Este género novelístico llegó a Europa a través, obviamente, de la
cultura inglesa: Charles Dickens (Casa
desolada, El misterio de Edwin Drood)
y Wilkie Collins (La piedra lunar y La mujer de blanco) serían los
principales valedores, aunque tampoco hay que dejar de reseñar obras como Un asunto tenebroso, del novelista
francés Honoré Balzac, y Monseiur Lecocq,
de Emile Gaboriau.
La traducción al francés —a cargo del poeta Charles Baudelaire— de
los cuentos de Edgar Allan Poe, Historias
extraordinarias, en la década de 1870, supondría un soberbio empuje para el
posterior desarrollo de la novela que aquí tratamos. No obstante, los coetáneos
de Baudelaire prestaron más atención a los relatos de terror que a aquellos con
planteamientos detectivescos.
Un segundo hito tuvo lugar en 1887, cuando la revista londinense Beeton’s Christmast Annual publicó la
novela Estudio en escarlata. Su
autor, Arthur Conan Doyle, un médico con escasa clientela, la había escrito dos
años antes y se había visto forzado a vender sus derechos de autor por
veinticinco libras esterlinas. De este modo tan prosaico y discreto surgía una
de las figuras literarias más reconocidas en todo el mundo: Sherlock Holmes. Es
el primer peldaño para convertir a este personaje de estrambótico nombre en la
primera gran figura del género policiaco.
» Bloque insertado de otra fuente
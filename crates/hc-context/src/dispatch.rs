//! Turns a processed command into a single-device control plan.
//!
//! Planning picks the target (explicit override or top-ranked match), maps the
//! intent and parameters onto a `DeviceCommand`, and checks the device can
//! actually do it. Nothing is executed here.

use hc_protocol::{
    Capabilities, ControlPlan, DeviceCommand, DeviceId, DeviceMatch, DeviceRecord,
    Intent, Parameters, ProcessedContext, Rgb,
};
use hc_taxonomy::CategoryCatalog;

use crate::config::DispatchConfig;
use crate::error::{DispatchError, DispatchResult};
use crate::snapshot::Snapshot;

/// Per-call planning options.
#[derive(Debug, Clone, Copy, Default, PartialEq, Eq)]
pub struct DispatchOptions {
    /// Target this device regardless of ranking.
    pub force_device_id: Option<DeviceId>,
}

impl DispatchOptions {
    pub fn forced(id: DeviceId) -> Self {
        Self {
            force_device_id: Some(id),
        }
    }
}

/// Build a control plan for `ctx` against the given snapshot.
pub fn plan(
    ctx: &ProcessedContext,
    snapshot: &Snapshot,
    catalog: &dyn CategoryCatalog,
    config: &DispatchConfig,
    options: &DispatchOptions,
) -> DispatchResult<ControlPlan> {
    if !ctx.intent.is_known() {
        return Err(DispatchError::UnknownIntent);
    }

    let (target, forced) = select_target(ctx, snapshot, config, options)?;
    let command = build_command(target.id, ctx.intent, &ctx.parameters)?;

    let capabilities = target
        .capabilities
        .clone()
        .unwrap_or_else(|| catalog.capabilities(target.category));
    if !supports(target, &capabilities, &command) {
        return Err(DispatchError::Unsupported {
            device_id: target.id,
            intent: ctx.intent,
        });
    }

    let alternatives: Vec<DeviceMatch> = ctx
        .device_matches
        .iter()
        .filter(|m| m.device.id != target.id)
        .cloned()
        .collect();

    tracing::debug!(
        device_id = target.id,
        intent = %ctx.intent,
        forced,
        alternatives = alternatives.len(),
        "planned device command"
    );

    Ok(ControlPlan {
        device_id: target.id,
        device_name: target.name.clone(),
        intent: ctx.intent,
        command,
        forced,
        alternatives,
    })
}

fn select_target<'a>(
    ctx: &'a ProcessedContext,
    snapshot: &'a Snapshot,
    config: &DispatchConfig,
    options: &DispatchOptions,
) -> DispatchResult<(&'a DeviceRecord, bool)> {
    if let Some(id) = options.force_device_id {
        let device = snapshot
            .device(id)
            .ok_or(DispatchError::DeviceNotFound { id })?;
        return Ok((device, true));
    }

    let mut ranked = ctx.device_matches.iter();
    let top = ranked.next().ok_or(DispatchError::NoDeviceMatched)?;

    if let Some(runner_up) = ranked.next()
        && top.confidence - runner_up.confidence < config.ambiguity_margin
    {
        let candidates = ctx
            .device_matches
            .iter()
            .filter(|m| top.confidence - m.confidence < config.ambiguity_margin)
            .map(|m| m.device.id)
            .collect();
        return Err(DispatchError::Ambiguous { candidates });
    }

    Ok((&top.device, false))
}

fn build_command(
    device_id: DeviceId,
    intent: Intent,
    params: &Parameters,
) -> DispatchResult<DeviceCommand> {
    let missing = |parameter| DispatchError::MissingParameter { intent, parameter };

    let command = match intent {
        Intent::TurnOn => DeviceCommand::TurnOn,
        Intent::TurnOff => DeviceCommand::TurnOff,
        Intent::SetBrightness => DeviceCommand::SetBrightness {
            level: params.brightness.ok_or_else(|| missing("brightness"))?,
        },
        Intent::SetColor => {
            let color = params.color().ok_or_else(|| missing("color"))?;
            DeviceCommand::SetColor {
                color,
                rgb: Rgb::from(color),
            }
        }
        Intent::ControlCover => match (params.position, params.action) {
            (Some(position), _) => DeviceCommand::SetPosition { position },
            (None, Some(action)) => DeviceCommand::Cover { action },
            (None, None) => return Err(missing("position or action")),
        },
        Intent::SetTemperature => DeviceCommand::SetTemperature {
            target: params.temperature.ok_or_else(|| missing("temperature"))?,
        },
        Intent::Lock => DeviceCommand::Lock,
        Intent::Unlock => DeviceCommand::Unlock,
        Intent::GetStatus => DeviceCommand::ReadStatus,
        Intent::GetSensorData => DeviceCommand::ReadSensor,
        // Fan-out is the caller's job; one plan targets one device.
        Intent::BatchControl | Intent::Unknown => {
            return Err(DispatchError::Unsupported { device_id, intent });
        }
    };
    Ok(command)
}

fn supports(device: &DeviceRecord, caps: &Capabilities, command: &DeviceCommand) -> bool {
    let has_action = |action: &str| caps.supported_actions.iter().any(|a| a == action);

    match command {
        DeviceCommand::TurnOn => caps.can_turn_on,
        DeviceCommand::TurnOff => caps.can_turn_off,
        DeviceCommand::SetBrightness { .. } => caps.can_set_brightness,
        DeviceCommand::SetColor { .. } => caps.can_set_color,
        DeviceCommand::SetPosition { .. } => caps.can_set_position,
        DeviceCommand::Cover { action } => has_action(action.as_str()),
        DeviceCommand::SetTemperature { .. } => caps.can_set_temperature,
        DeviceCommand::Lock => has_action("secure"),
        DeviceCommand::Unlock => has_action("unsecure"),
        DeviceCommand::ReadStatus => caps.can_read_value,
        DeviceCommand::ReadSensor => caps.can_read_value && device.category.is_sensor(),
    }
}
Todo el lastre romántico (sucesos
extraordinarios, situaciones lacrimógenas, finales impactantes e inverosímiles)
y realista (descripciones farragosas, especial interés en los detalles más
folclóricos, diálogos interminables) desaparecerá: las historias protagonizadas
por Sherlock Holmes (cuatro novelas y cincuenta y seis relatos) siguen siempre
el mismo patrón: un ingenuo doctor Watson narra cómo su amigo Holmes consigue
(deduciendo, induciendo) la solución del problema a partir de los elementos o
sucesos más triviales. Es el inicio del mundo científico (el positivismo y el
cientificismo de Auguste Comte) y Holmes es su principal valedor.
Durante varias décadas van a proliferar infinidad
de detectives bajo la inmensa sobra de Sherlock Holmes. Estos son unos cuantos
de las decenas que seguirán, con mayor o menor fortuna, los pasos del famoso
personaje: el vehemente Martin Hewitt (creado por Arthur Morrison), el elitista
Eugène Valmont (de Robert Barr), el pedante profesor Augustus S. F. X. Van
Dusen (obra del malogrado Jacques Futrelle, que falleció en el hundimiento del Titanic), el penetrante periodista
Rouletabille (creado por Gaston Leroux), el doctor Thorndyke (con unos
originales planteamientos —al modo del más reciente Colombo— de Austin
Freeman), el maravilloso padre Brown (del no menos genial G. K. Chesterton), el
ciego Max Carrados (original creación de Ernest Bramah)… la lista podría ser
interminable. La aparición de Sherlock Holmes fue como una enorme piedra arrojada
a un inmóvil lago que generó una inmensidad de ondas que llegan hasta hoy.